Recent studies report extreme variation among hospitals ordering three common medications for chronic lung disease, or bronchopulmonary dysplasia, calling into question the appropriateness of their use and the reason for their prescription.
“In the use of diuretics, inhaled bronchodilators and inhaled corticosteroids, there’s profound variation. The institution that babies are admitted to appears to have far more to do with what drugs they’re given than how sick they are,” says Jonathan L. Slaughter, MD, MPH, a neonatologist and principal investigator in the Center for Perinatal Research in The Research Institute at Nationwide Children’s Hospital. “The national picture shows that we, as neonatologists, don’t actually know what to do with these drugs.”
In 2013, Dr. Slaughter published a study in Pediatrics reporting diuretics were ordered for anywhere from 4 to 86 percent of BPD patients, depending on the hospital. His work published in PLoS One and the Journal of Perinatology in the next two years revealed similarly striking variations in prescriptions for corticosteroids and bronchodilators.
The inconsistencies may be due to a lack of evidence that these three medications improve long-term outcomes in infants with BPD, Dr. Slaughter theorizes. “There is a lot of research to discover new drugs, but not to evaluate the effectiveness of drugs we’re already giving.”
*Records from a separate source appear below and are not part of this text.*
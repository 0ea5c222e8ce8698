//! Data model for a chat session
//!
//! Messages, thought steps and connection state as seen by the client. The
//! wire representations live in [`crate::chat::protocol`]; these are the
//! records the [`crate::chat::store::MessageStore`] holds.

use std::sync::atomic::{AtomicU64, Ordering};

use serde::{Deserialize, Serialize};

/// Prefix of client-minted user message ids.
pub const USER_PLACEHOLDER_PREFIX: &str = "user-";

/// Prefix of client-minted assistant message ids.
pub const AI_PLACEHOLDER_PREFIX: &str = "ai-";

/// Author of a message.
#[derive(Debug, Clone, Copy, PartialEq, Eq, Serialize, Deserialize)]
#[serde(rename_all = "lowercase")]
pub enum Role {
    /// Typed by the user
    User,
    /// Generated by the AI backend
    #[serde(alias = "ai")]
    Assistant,
}

impl std::fmt::Display for Role {
    fn fmt(&self, f: &mut std::fmt::Formatter<'_>) -> std::fmt::Result {
        match self {
            Role::User => write!(f, "user"),
            Role::Assistant => write!(f, "assistant"),
        }
    }
}

/// Lifecycle status of a message.
///
/// `Pending` and `Streaming` are live; the other three are terminal and a
/// message in a terminal status is never mutated again.
#[derive(Debug, Clone, Copy, PartialEq, Eq, Serialize, Deserialize, Default)]
#[serde(rename_all = "lowercase")]
pub enum MessageStatus {
    /// Optimistically inserted, no server acknowledgment yet
    Pending,
    /// Content is accumulating from `token` events
    #[serde(alias = "generating")]
    Streaming,
    /// Terminal success
    #[default]
    Completed,
    /// Terminal, stopped on request
    Cancelled,
    /// Terminal, the server reported a failure
    #[serde(alias = "failed")]
    Error,
}

impl MessageStatus {
    /// Whether the status is terminal (completed, cancelled or error).
    pub fn is_terminal(self) -> bool {
        matches!(
            self,
            MessageStatus::Completed | MessageStatus::Cancelled | MessageStatus::Error
        )
    }
}

impl std::fmt::Display for MessageStatus {
    fn fmt(&self, f: &mut std::fmt::Formatter<'_>) -> std::fmt::Result {
        let s = match self {
            MessageStatus::Pending => "pending",
            MessageStatus::Streaming => "streaming",
            MessageStatus::Completed => "completed",
            MessageStatus::Cancelled => "cancelled",
            MessageStatus::Error => "error",
        };
        write!(f, "{s}")
    }
}

/// Status of a single tool/reasoning step.
#[derive(Debug, Clone, Copy, PartialEq, Eq, Serialize, Deserialize)]
#[serde(rename_all = "lowercase")]
pub enum ThoughtStatus {
    /// The tool is running
    Loading,
    /// The tool finished successfully
    Success,
    /// The tool failed
    Error,
    /// Queued, not started
    Pending,
}

/// An intermediate tool/reasoning annotation on an assistant message.
///
/// Steps are keyed by tool id; a later event for the same key replaces the
/// title and status in place.
#[derive(Debug, Clone, PartialEq, Eq, Serialize, Deserialize)]
pub struct ThoughtStep {
    /// Tool identifier, unique within one message
    pub key: String,
    /// Human-readable title
    pub title: String,
    /// Current status
    pub status: ThoughtStatus,
}

/// A single turn in the conversation.
#[derive(Debug, Clone, PartialEq, Eq, Serialize, Deserialize)]
pub struct ChatMessage {
    /// Placeholder id (`user-…` / `ai-…`) or the server id as a string
    pub id: String,
    /// Author
    pub role: Role,
    /// Accumulated text
    pub content: String,
    /// Lifecycle status
    pub status: MessageStatus,
    /// Tool/reasoning steps, in first-seen order
    #[serde(default)]
    pub thoughts: Vec<ThoughtStep>,
    /// Server-provided failure text when `status` is `Error`
    #[serde(default)]
    pub error: Option<String>,
}

impl ChatMessage {
    /// Create a message with no thoughts and no error.
    pub fn new(
        id: impl Into<String>,
        role: Role,
        content: impl Into<String>,
        status: MessageStatus,
    ) -> Self {
        Self {
            id: id.into(),
            role,
            content: content.into(),
            status,
            thoughts: Vec::new(),
            error: None,
        }
    }

    /// Whether the id is still a client-minted placeholder.
    pub fn has_placeholder_id(&self) -> bool {
        is_placeholder_id(&self.id)
    }
}

/// Whether `id` was minted locally rather than assigned by the server.
///
/// # Examples
///
/// ```
/// use stockchat::chat::types::is_placeholder_id;
///
/// assert!(is_placeholder_id("ai-1000"));
/// assert!(is_placeholder_id("user-1000"));
/// assert!(!is_placeholder_id("42"));
/// ```
pub fn is_placeholder_id(id: &str) -> bool {
    id.starts_with(USER_PLACEHOLDER_PREFIX) || id.starts_with(AI_PLACEHOLDER_PREFIX)
}

static PLACEHOLDER_SEQ: AtomicU64 = AtomicU64::new(0);

/// Mint a placeholder id from the local clock.
///
/// Ids are `<prefix><millis>-<seq>`; the process-wide sequence keeps ids
/// minted within the same millisecond distinct.
pub fn placeholder_id(prefix: &str) -> String {
    let seq = PLACEHOLDER_SEQ.fetch_add(1, Ordering::Relaxed);
    format!("{prefix}{}-{seq}", chrono::Utc::now().timestamp_millis())
}

/// Transient state of the transport connection.
#[derive(Debug, Clone, Copy, PartialEq, Eq, Default)]
pub enum ConnectionState {
    /// No socket
    #[default]
    Disconnected,
    /// Opening a socket
    Connecting,
    /// Socket is open
    Connected,
}

impl std::fmt::Display for ConnectionState {
    fn fmt(&self, f: &mut std::fmt::Formatter<'_>) -> std::fmt::Result {
        match self {
            ConnectionState::Disconnected => write!(f, "disconnected"),
            ConnectionState::Connecting => write!(f, "connecting"),
            ConnectionState::Connected => write!(f, "connected"),
        }
    }
}

/// Identity of one logical conversation.
#[derive(Debug, Clone, Default, PartialEq, Eq)]
pub struct SessionInfo {
    /// Server-confirmed session id, once known
    pub session_id: Option<String>,
    /// Ticker context
    pub symbol: Option<String>,
    /// AI model identifier
    pub model: Option<String>,
}

#[cfg(test)]
mod tests {
    use super::*;

    #[test]
    fn test_terminal_statuses() {
        assert!(!MessageStatus::Pending.is_terminal());
        assert!(!MessageStatus::Streaming.is_terminal());
        assert!(MessageStatus::Completed.is_terminal());
        assert!(MessageStatus::Cancelled.is_terminal());
        assert!(MessageStatus::Error.is_terminal());
    }

    #[test]
    fn test_placeholder_id_has_prefix() {
        let id = placeholder_id(AI_PLACEHOLDER_PREFIX);
        assert!(id.starts_with("ai-"));
        let (millis, seq) = id["ai-".len()..].split_once('-').unwrap();
        assert!(millis.parse::<i64>().is_ok());
        assert!(seq.parse::<u64>().is_ok());
        assert!(is_placeholder_id(&id));
    }

    #[test]
    fn test_placeholder_ids_minted_together_are_distinct() {
        let ids: Vec<String> = (0..100)
            .map(|_| placeholder_id(AI_PLACEHOLDER_PREFIX))
            .collect();
        let unique: std::collections::HashSet<&String> = ids.iter().collect();
        assert_eq!(unique.len(), ids.len());
    }

    #[test]
    fn test_role_accepts_ai_alias() {
        let role: Role = serde_json::from_str("\"ai\"").unwrap();
        assert_eq!(role, Role::Assistant);
        let role: Role = serde_json::from_str("\"user\"").unwrap();
        assert_eq!(role, Role::User);
    }

    #[test]
    fn test_status_serializes_lowercase() {
        assert_eq!(
            serde_json::to_string(&MessageStatus::Cancelled).unwrap(),
            "\"cancelled\""
        );
        let status: MessageStatus = serde_json::from_str("\"generating\"").unwrap();
        assert_eq!(status, MessageStatus::Streaming);
    }

    #[test]
    fn test_connection_state_default_is_disconnected() {
        assert_eq!(ConnectionState::default(), ConnectionState::Disconnected);
        assert_eq!(ConnectionState::Connecting.to_string(), "connecting");
    }
}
This knowledge gap undoubtedly affects patient health as well. At best, Dr. Slaughter explains, patients are either not receiving a drug that could help or are receiving ineffective drugs. At worst, they’re experiencing harmful side effects and footing the bill for inappropriate treatments.
“We really need to take a hard look at what we’re doing as a group and determine whether it’s evidence-based or just based on tradition,” says Dr. Slaughter, who is co-leading a brainstorming workshop on standardization and practice variation in pediatrics at the 2015 Pediatric Academic Societies annual meeting.
He advocates for comparative effectiveness studies of existing treatments and changes to standardized algorithms used in clinical practice to improve therapies in neonatology practice.
“Therapies that are well supported by evidence are used similarly across the board,” Dr. Slaughter says. “The degree of variation in BPD treatments shows the neonatal community that we have a problem we need to solve.”
This article appeared in the Spring/Summer 2015 print issue. Download a PDF copy.
- Slaughter JL, Stenger MR, Reagan PB. Variation in the use of diuretic therapy for infants with bronchopulmonary dysplasia. Pediatrics. 2013 Apr, 131(4):716-23.
- Slaughter JL, Stenger MR, Reagan PB, Jadcherla SR. Utilization of inhaled corticosteroids for infants with bronchopulmonary dysplasia. PLoS One. 2014 Sep 5, 9(9):e106838.
- Slaughter JL, Stenger MR, Reagan PB, Jadcherla SR. Inhaled bronchodilator use for infants with bronchopulmonary dysplasia. Journal of Perinatology. 2015 Jan, 35(1):61-6.